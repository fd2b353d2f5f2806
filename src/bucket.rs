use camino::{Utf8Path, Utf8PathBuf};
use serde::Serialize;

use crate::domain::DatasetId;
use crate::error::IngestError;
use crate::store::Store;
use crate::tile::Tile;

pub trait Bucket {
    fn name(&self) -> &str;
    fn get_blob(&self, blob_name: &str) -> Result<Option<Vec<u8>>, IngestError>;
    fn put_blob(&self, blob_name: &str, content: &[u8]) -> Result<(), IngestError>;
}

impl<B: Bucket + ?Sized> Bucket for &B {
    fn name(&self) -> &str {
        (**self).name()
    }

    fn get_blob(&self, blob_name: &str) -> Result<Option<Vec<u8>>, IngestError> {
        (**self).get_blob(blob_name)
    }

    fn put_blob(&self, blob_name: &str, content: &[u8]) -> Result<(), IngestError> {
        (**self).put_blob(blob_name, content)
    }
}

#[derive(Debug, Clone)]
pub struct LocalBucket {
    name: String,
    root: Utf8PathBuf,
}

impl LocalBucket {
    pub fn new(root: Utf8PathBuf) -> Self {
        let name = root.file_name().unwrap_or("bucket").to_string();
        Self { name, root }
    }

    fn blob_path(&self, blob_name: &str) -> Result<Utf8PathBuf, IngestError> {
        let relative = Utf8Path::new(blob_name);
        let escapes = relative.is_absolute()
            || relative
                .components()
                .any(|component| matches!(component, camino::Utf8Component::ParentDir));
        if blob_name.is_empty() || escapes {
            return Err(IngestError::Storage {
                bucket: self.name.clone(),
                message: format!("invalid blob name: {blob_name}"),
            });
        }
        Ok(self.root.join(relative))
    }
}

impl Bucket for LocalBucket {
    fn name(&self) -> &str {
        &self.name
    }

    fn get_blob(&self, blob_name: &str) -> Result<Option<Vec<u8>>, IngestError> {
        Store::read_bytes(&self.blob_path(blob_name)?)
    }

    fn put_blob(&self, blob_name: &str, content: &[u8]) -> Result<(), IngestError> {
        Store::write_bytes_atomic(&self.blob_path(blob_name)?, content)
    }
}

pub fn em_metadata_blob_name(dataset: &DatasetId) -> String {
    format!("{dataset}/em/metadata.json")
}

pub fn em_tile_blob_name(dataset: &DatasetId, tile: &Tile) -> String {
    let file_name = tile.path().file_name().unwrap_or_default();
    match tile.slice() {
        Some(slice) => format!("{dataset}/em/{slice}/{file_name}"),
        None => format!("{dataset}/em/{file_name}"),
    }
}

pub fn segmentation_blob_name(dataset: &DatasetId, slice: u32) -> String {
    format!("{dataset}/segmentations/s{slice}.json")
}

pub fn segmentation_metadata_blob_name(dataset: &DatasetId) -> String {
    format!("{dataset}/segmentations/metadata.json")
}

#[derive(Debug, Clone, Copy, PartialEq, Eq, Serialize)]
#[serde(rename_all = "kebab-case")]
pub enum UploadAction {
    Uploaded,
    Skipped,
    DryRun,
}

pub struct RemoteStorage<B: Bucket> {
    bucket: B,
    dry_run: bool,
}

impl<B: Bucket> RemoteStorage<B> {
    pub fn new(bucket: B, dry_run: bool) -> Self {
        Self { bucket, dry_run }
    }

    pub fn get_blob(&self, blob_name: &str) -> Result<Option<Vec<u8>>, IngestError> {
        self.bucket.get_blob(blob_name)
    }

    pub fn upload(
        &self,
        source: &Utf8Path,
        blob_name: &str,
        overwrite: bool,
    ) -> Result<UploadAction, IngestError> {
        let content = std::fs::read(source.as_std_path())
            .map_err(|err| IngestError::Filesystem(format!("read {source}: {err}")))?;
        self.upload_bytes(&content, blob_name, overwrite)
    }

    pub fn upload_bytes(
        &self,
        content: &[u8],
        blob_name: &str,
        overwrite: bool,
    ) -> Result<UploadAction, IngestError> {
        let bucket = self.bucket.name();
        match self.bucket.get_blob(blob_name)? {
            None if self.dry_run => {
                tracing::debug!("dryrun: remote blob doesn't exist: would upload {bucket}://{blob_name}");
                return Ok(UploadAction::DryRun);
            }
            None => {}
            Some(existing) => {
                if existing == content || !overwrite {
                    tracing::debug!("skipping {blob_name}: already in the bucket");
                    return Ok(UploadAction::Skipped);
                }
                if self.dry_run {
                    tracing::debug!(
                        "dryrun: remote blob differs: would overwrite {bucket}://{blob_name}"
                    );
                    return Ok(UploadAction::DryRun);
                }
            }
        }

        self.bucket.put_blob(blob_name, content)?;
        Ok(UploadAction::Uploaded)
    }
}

§ **ACTIVITY**
Out of the entries, pull every line that mentions "json".

§ **ANSWER BELOW**
    format!("{dataset}/em/metadata.json")
    format!("{dataset}/segmentations/s{slice}.json")
    format!("{dataset}/segmentations/metadata.json")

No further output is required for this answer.